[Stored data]
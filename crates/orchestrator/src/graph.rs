//! Stage topology: which roles are routed from, which are routed into, and
//! the declared startup and teardown orders.

use std::collections::BTreeSet;

use trishul_common::StageRole;

/// Startup order. Grep comes first so its sink is installed into the
/// transport before any request is made; Seed comes last, after the 404
/// bootstrap.
pub const STARTUP_ORDER: [StageRole; 6] = [
    StageRole::Grep,
    StageRole::Auth,
    StageRole::Discovery,
    StageRole::Audit,
    StageRole::Bruteforce,
    StageRole::Seed,
];

/// Teardown order: the exact reverse of [`STARTUP_ORDER`]. Older scanners
/// joined in the fixed order Grep, Audit, Auth, Discovery, Bruteforce,
/// which let Grep stop while Audit could still send requests through it.
/// Here Seed stops first and Grep last.
pub const TEARDOWN_ORDER: [StageRole; 6] = reversed(STARTUP_ORDER);

const fn reversed(order: [StageRole; 6]) -> [StageRole; 6] {
    let mut out = order;
    let mut i = 0;
    while i < order.len() {
        out[i] = order[order.len() - 1 - i];
        i += 1;
    }
    out
}

/// A small directed graph of stage roles with two edge sets: the roles the
/// router pulls work from and the roles it fans work out to. A role may be
/// in both (self-feeding stages).
#[derive(Debug, Clone, PartialEq, Eq)]
pub struct StageGraph {
    producers: Vec<StageRole>,
    consumers: Vec<StageRole>,
}

impl StageGraph {
    pub fn new(producers: Vec<StageRole>, consumers: Vec<StageRole>) -> Self {
        Self { producers, consumers }
    }

    /// Seed, Discovery and Bruteforce produce; Audit, Discovery and
    /// Bruteforce consume.
    pub fn standard() -> Self {
        Self::new(
            vec![StageRole::Seed, StageRole::Discovery, StageRole::Bruteforce],
            vec![StageRole::Audit, StageRole::Discovery, StageRole::Bruteforce],
        )
    }

    /// Keep only the roles that are actually instantiated.
    pub fn restrict_to(&self, live: &BTreeSet<StageRole>) -> Self {
        Self {
            producers: self.producers.iter().copied().filter(|r| live.contains(r)).collect(),
            consumers: self.consumers.iter().copied().filter(|r| live.contains(r)).collect(),
        }
    }

    /// Roles polled for results to route, in polling order.
    pub fn producers(&self) -> &[StageRole] {
        &self.producers
    }

    /// Roles every routed item is delivered to.
    pub fn consumers(&self) -> &[StageRole] {
        &self.consumers
    }

    pub fn is_producer(&self, role: StageRole) -> bool {
        self.producers.contains(&role)
    }

    pub fn is_consumer(&self, role: StageRole) -> bool {
        self.consumers.contains(&role)
    }

    /// Live roles that are not producers: polled only for failure reports.
    pub fn observed<'a>(&'a self, live: &'a BTreeSet<StageRole>) -> impl Iterator<Item = StageRole> + 'a {
        live.iter().copied().filter(move |r| !self.is_producer(*r))
    }
}

impl Default for StageGraph {
    fn default() -> Self {
        Self::standard()
    }
}

#[cfg(test)]
mod tests {
    use super::*;

    #[test]
    fn teardown_is_reverse_of_startup() {
        assert_eq!(
            TEARDOWN_ORDER,
            [
                StageRole::Seed,
                StageRole::Bruteforce,
                StageRole::Audit,
                StageRole::Discovery,
                StageRole::Auth,
                StageRole::Grep,
            ]
        );
        let mut back = TEARDOWN_ORDER;
        back.reverse();
        assert_eq!(back, STARTUP_ORDER);
    }

    #[test]
    fn every_role_starts_exactly_once() {
        let unique: BTreeSet<_> = STARTUP_ORDER.iter().collect();
        assert_eq!(unique.len(), StageRole::ALL.len());
    }

    #[test]
    fn standard_graph_has_self_loops() {
        let graph = StageGraph::standard();
        assert!(graph.is_producer(StageRole::Discovery) && graph.is_consumer(StageRole::Discovery));
        assert!(graph.is_producer(StageRole::Bruteforce) && graph.is_consumer(StageRole::Bruteforce));
        assert!(!graph.is_consumer(StageRole::Seed));
        assert!(!graph.is_producer(StageRole::Audit));
    }

    #[test]
    fn restriction_drops_absent_roles() {
        let live: BTreeSet<_> = [StageRole::Seed, StageRole::Audit, StageRole::Grep].into_iter().collect();
        let graph = StageGraph::standard().restrict_to(&live);
        assert_eq!(graph.producers(), &[StageRole::Seed]);
        assert_eq!(graph.consumers(), &[StageRole::Audit]);

        let observed: Vec<_> = graph.observed(&live).collect();
        assert_eq!(observed, vec![StageRole::Audit, StageRole::Grep]);
    }

    #[test]
    fn empty_configuration_has_no_edges() {
        let graph = StageGraph::standard().restrict_to(&BTreeSet::new());
        assert!(graph.producers().is_empty());
        assert!(graph.consumers().is_empty());
    }
}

> TASK PROMPT
The data above needs to be given again exactly, with no line left out.

> WRITTEN REPLY
filename crates/orchestrator/src/graph.rs
//! Stage topology: which roles are routed from, which are routed into, and
//! the declared startup and teardown orders.

use std::collections::BTreeSet;

use trishul_common::StageRole;

/// Startup order. Grep comes first so its sink is installed into the
/// transport before any request is made; Seed comes last, after the 404
/// bootstrap.
pub const STARTUP_ORDER: [StageRole; 6] = [
    StageRole::Grep,
    StageRole::Auth,
    StageRole::Discovery,
    StageRole::Audit,
    StageRole::Bruteforce,
    StageRole::Seed,
];

/// Teardown order: the exact reverse of [`STARTUP_ORDER`]. Older scanners
/// joined in the fixed order Grep, Audit, Auth, Discovery, Bruteforce,
/// which let Grep stop while Audit could still send requests through it.
/// Here Seed stops first and Grep last.
pub const TEARDOWN_ORDER: [StageRole; 6] = reversed(STARTUP_ORDER);

const fn reversed(order: [StageRole; 6]) -> [StageRole; 6] {
    let mut out = order;
    let mut i = 0;
    while i < order.len() {
        out[i] = order[order.len() - 1 - i];
        i += 1;
    }
    out
}

/// A small directed graph of stage roles with two edge sets: the roles the
/// router pulls work from and the roles it fans work out to. A role may be
/// in both (self-feeding stages).
#[derive(Debug, Clone, PartialEq, Eq)]
pub struct StageGraph {
    producers: Vec<StageRole>,
    consumers: Vec<StageRole>,
}

impl StageGraph {
    pub fn new(producers: Vec<StageRole>, consumers: Vec<StageRole>) -> Self {
        Self { producers, consumers }
    }

    /// Seed, Discovery and Bruteforce produce; Audit, Discovery and
    /// Bruteforce consume.
    pub fn standard() -> Self {
        Self::new(
            vec![StageRole::Seed, StageRole::Discovery, StageRole::Bruteforce],
            vec![StageRole::Audit, StageRole::Discovery, StageRole::Bruteforce],
        )
    }

    /// Keep only the roles that are actually instantiated.
    pub fn restrict_to(&self, live: &BTreeSet<StageRole>) -> Self {
        Self {
            producers: self.producers.iter().copied().filter(|r| live.contains(r)).collect(),
            consumers: self.consumers.iter().copied().filter(|r| live.contains(r)).collect(),
        }
    }

    /// Roles polled for results to route, in polling order.
    pub fn producers(&self) -> &[StageRole] {
        &self.producers
    }

    /// Roles every routed item is delivered to.
    pub fn consumers(&self) -> &[StageRole] {
        &self.consumers
    }

    pub fn is_producer(&self, role: StageRole) -> bool {
        self.producers.contains(&role)
    }

    pub fn is_consumer(&self, role: StageRole) -> bool {
        self.consumers.contains(&role)
    }

    /// Live roles that are not producers: polled only for failure reports.
    pub fn observed<'a>(&'a self, live: &'a BTreeSet<StageRole>) -> impl Iterator<Item = StageRole> + 'a {
        live.iter().copied().filter(move |r| !self.is_producer(*r))
    }
}

impl Default for StageGraph {
    fn default() -> Self {
        Self::standard()
    }
}

#[cfg(test)]
mod tests {
    use super::*;

    #[test]
    fn teardown_is_reverse_of_startup() {
        assert_eq!(
            TEARDOWN_ORDER,
            [
                StageRole::Seed,
                StageRole::Bruteforce,
                StageRole::Audit,
                StageRole::Discovery,
                StageRole::Auth,
                StageRole::Grep,
            ]
        );
        let mut back = TEARDOWN_ORDER;
        back.reverse();
        assert_eq!(back, STARTUP_ORDER);
    }

    #[test]
    fn every_role_starts_exactly_once() {
        let unique: BTreeSet<_> = STARTUP_ORDER.iter().collect();
        assert_eq!(unique.len(), StageRole::ALL.len());
    }

    #[test]
    fn standard_graph_has_self_loops() {
        let graph = StageGraph::standard();
        assert!(graph.is_producer(StageRole::Discovery) && graph.is_consumer(StageRole::Discovery));
        assert!(graph.is_producer(StageRole::Bruteforce) && graph.is_consumer(StageRole::Bruteforce));
        assert!(!graph.is_consumer(StageRole::Seed));
        assert!(!graph.is_producer(StageRole::Audit));
    }

    #[test]
    fn restriction_drops_absent_roles() {
        let live: BTreeSet<_> = [StageRole::Seed, StageRole::Audit, StageRole::Grep].into_iter().collect();
        let graph = StageGraph::standard().restrict_to(&live);
        assert_eq!(graph.producers(), &[StageRole::Seed]);
        assert_eq!(graph.consumers(), &[StageRole::Audit]);

        let observed: Vec<_> = graph.observed(&live).collect();
        assert_eq!(observed, vec![StageRole::Audit, StageRole::Grep]);
    }

    #[test]
    fn empty_configuration_has_no_edges() {
        let graph = StageGraph::standard().restrict_to(&BTreeSet::new());
        assert!(graph.producers().is_empty());
        assert!(graph.consumers().is_empty());
    }
}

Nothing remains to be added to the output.